*AIM OF THE EXERCISE*.
In the data below, which lines hold "ILLCLIENT"? Copy every one.
■ ■ ■ ■ ■
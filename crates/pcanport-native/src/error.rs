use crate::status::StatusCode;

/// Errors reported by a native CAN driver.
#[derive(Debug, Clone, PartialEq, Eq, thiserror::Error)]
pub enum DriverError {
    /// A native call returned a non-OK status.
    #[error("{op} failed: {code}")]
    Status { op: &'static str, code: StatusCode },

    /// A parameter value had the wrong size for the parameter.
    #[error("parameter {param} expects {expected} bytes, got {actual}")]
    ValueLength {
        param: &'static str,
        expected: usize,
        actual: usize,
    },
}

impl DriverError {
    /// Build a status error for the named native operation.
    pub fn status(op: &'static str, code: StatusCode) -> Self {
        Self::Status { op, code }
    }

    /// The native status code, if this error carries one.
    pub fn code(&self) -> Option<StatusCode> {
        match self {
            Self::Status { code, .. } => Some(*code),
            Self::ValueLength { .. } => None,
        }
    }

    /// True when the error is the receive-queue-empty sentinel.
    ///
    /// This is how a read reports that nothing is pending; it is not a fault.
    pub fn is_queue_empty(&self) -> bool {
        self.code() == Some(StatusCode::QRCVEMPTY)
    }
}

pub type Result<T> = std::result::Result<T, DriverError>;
■ ■ ■ ■ ■
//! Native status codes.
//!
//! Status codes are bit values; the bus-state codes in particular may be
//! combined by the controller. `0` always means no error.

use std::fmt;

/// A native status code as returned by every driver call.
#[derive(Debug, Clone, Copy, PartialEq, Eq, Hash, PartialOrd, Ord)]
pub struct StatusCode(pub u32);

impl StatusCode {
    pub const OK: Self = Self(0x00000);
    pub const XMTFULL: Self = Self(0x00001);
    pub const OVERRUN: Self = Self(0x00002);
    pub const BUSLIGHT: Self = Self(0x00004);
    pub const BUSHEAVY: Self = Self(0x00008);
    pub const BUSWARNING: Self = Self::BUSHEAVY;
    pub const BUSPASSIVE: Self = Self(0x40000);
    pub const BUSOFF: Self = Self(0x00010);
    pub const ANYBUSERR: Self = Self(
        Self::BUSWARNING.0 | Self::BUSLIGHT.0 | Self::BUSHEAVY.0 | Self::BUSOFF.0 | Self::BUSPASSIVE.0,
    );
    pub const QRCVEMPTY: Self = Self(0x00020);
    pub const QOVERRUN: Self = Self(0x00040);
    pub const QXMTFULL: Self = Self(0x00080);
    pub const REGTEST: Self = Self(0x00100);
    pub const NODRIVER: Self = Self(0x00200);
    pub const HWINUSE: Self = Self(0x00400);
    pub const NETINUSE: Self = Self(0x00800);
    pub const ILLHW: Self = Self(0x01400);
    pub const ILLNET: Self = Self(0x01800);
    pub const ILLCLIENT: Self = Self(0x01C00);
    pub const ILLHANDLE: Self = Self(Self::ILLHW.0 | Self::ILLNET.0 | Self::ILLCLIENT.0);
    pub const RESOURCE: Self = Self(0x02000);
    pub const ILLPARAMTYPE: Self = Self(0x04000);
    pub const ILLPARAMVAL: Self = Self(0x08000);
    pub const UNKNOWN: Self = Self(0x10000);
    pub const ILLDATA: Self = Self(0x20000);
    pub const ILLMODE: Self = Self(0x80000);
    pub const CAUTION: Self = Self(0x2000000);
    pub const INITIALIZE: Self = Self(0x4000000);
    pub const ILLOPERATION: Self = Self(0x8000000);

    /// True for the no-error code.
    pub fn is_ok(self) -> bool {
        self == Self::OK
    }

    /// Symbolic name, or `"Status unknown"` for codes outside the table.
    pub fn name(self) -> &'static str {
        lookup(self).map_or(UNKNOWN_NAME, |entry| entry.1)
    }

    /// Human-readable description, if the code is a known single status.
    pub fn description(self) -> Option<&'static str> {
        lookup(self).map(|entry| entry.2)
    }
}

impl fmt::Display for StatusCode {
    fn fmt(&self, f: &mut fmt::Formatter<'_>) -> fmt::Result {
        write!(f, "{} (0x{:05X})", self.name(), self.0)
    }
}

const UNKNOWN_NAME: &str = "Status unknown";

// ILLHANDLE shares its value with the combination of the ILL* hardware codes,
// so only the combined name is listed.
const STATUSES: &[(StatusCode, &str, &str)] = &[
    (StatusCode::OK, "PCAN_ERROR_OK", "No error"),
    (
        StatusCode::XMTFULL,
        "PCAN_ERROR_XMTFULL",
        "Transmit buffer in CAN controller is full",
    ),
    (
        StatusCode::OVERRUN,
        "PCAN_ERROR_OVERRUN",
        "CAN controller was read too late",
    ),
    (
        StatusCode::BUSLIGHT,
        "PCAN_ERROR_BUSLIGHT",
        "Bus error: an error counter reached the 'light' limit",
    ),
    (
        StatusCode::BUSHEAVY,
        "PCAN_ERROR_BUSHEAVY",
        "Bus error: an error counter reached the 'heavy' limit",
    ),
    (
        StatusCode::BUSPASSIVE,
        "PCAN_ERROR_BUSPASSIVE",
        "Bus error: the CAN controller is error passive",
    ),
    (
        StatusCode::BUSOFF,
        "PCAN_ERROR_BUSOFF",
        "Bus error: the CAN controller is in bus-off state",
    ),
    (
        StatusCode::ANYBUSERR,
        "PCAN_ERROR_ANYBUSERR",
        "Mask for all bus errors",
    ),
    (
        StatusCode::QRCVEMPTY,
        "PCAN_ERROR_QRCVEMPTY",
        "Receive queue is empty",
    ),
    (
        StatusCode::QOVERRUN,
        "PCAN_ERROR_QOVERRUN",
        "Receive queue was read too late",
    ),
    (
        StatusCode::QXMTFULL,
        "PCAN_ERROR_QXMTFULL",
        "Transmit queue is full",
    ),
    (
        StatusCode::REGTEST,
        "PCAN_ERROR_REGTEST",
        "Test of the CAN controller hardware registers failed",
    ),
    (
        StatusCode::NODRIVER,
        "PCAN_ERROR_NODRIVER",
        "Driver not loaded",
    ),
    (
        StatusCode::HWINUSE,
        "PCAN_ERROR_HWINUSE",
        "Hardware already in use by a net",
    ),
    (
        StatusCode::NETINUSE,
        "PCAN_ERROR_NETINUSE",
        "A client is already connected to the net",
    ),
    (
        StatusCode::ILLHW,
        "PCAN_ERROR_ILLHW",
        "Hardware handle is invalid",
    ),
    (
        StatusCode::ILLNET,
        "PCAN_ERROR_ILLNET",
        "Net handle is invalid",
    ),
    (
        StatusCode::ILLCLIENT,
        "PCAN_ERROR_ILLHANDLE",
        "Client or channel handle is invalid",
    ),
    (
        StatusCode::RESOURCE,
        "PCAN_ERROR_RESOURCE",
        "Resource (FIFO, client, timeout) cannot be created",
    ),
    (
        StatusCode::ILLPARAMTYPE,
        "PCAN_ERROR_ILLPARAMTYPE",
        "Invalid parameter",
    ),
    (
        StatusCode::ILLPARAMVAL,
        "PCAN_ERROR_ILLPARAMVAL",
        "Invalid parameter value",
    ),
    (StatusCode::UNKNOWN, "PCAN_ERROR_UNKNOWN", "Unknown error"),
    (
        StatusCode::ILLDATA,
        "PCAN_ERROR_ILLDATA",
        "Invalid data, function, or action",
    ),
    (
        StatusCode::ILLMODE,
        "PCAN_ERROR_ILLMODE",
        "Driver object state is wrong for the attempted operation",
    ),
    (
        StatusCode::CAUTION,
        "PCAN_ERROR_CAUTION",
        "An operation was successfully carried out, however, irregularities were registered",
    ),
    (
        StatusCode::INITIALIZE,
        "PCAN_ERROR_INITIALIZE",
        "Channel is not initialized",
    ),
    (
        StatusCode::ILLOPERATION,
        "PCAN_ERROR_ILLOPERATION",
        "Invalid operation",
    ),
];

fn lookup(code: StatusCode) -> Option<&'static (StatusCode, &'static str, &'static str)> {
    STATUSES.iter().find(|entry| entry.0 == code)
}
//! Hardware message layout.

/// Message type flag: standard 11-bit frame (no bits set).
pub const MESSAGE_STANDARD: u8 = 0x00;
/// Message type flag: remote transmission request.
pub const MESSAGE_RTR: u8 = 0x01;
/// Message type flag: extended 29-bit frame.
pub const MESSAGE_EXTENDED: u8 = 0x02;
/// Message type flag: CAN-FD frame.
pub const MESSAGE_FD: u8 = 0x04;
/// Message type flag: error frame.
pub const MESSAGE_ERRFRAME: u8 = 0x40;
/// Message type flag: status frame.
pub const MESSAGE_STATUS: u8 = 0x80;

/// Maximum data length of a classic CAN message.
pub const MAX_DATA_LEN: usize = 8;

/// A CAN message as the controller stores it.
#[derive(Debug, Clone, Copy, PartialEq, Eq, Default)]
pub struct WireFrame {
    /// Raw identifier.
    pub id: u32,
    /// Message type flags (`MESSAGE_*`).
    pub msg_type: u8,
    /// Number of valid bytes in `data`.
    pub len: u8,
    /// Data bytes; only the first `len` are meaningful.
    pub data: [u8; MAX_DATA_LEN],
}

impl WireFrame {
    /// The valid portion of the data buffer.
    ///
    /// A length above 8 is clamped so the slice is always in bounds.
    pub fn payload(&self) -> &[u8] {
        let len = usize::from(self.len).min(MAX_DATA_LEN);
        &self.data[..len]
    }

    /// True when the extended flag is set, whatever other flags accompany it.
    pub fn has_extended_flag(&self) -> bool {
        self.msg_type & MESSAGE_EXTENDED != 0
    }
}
■ ■ ■ ■ ■
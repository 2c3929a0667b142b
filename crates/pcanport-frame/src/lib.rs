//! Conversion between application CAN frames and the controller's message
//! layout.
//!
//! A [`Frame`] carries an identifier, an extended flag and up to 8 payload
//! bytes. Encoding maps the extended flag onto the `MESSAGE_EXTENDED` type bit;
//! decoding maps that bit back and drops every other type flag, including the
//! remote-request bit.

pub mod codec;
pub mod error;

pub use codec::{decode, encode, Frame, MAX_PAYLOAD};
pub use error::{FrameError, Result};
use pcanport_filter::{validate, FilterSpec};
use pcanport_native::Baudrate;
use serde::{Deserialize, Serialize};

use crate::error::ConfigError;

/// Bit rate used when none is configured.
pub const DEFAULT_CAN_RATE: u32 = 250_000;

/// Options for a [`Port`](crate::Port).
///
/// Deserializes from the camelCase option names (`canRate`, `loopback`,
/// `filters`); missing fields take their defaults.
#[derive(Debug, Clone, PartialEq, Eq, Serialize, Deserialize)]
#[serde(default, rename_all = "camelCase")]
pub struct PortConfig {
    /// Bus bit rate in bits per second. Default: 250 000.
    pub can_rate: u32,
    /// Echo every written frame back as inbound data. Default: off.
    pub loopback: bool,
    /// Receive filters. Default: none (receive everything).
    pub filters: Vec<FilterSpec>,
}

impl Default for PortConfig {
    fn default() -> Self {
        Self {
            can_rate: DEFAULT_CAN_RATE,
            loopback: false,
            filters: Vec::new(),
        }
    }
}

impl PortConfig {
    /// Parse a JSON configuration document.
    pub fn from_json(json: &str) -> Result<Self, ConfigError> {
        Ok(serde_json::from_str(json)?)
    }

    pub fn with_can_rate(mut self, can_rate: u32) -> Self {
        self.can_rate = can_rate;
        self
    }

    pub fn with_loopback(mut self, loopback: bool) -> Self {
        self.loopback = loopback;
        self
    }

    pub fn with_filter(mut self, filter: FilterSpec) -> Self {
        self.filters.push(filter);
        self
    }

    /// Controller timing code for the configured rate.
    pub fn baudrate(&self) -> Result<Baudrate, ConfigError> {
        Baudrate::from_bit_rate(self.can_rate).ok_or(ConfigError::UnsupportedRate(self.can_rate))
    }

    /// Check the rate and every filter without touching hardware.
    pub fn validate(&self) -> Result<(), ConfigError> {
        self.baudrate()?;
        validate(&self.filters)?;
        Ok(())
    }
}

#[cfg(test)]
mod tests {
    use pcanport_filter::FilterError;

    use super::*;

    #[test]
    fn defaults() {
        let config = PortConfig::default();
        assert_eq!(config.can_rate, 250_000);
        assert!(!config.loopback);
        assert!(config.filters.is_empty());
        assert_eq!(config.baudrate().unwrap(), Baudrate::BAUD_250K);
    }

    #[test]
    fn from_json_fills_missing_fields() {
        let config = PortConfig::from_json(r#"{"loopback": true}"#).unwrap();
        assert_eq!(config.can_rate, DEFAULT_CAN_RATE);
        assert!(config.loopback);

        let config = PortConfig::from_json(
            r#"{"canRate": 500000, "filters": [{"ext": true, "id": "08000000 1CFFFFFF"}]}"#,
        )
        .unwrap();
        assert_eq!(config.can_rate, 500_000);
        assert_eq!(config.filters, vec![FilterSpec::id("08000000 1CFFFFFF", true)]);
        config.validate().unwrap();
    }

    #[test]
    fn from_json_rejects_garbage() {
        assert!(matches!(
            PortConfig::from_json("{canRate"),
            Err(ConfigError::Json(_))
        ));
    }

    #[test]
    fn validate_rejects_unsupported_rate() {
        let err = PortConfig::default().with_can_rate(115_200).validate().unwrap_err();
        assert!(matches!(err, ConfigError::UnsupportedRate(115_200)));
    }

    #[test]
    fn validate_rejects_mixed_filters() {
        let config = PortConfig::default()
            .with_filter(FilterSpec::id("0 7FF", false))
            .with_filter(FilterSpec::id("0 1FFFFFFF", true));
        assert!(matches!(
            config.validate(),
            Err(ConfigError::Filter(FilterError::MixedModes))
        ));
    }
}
■ ■ ■ ■ ■
*RESPONSE BELOW*.
    pub const ILLCLIENT: Self = Self(0x01C00);
    pub const ILLHANDLE: Self = Self(Self::ILLHW.0 | Self::ILLNET.0 | Self::ILLCLIENT.0);
        StatusCode::ILLCLIENT,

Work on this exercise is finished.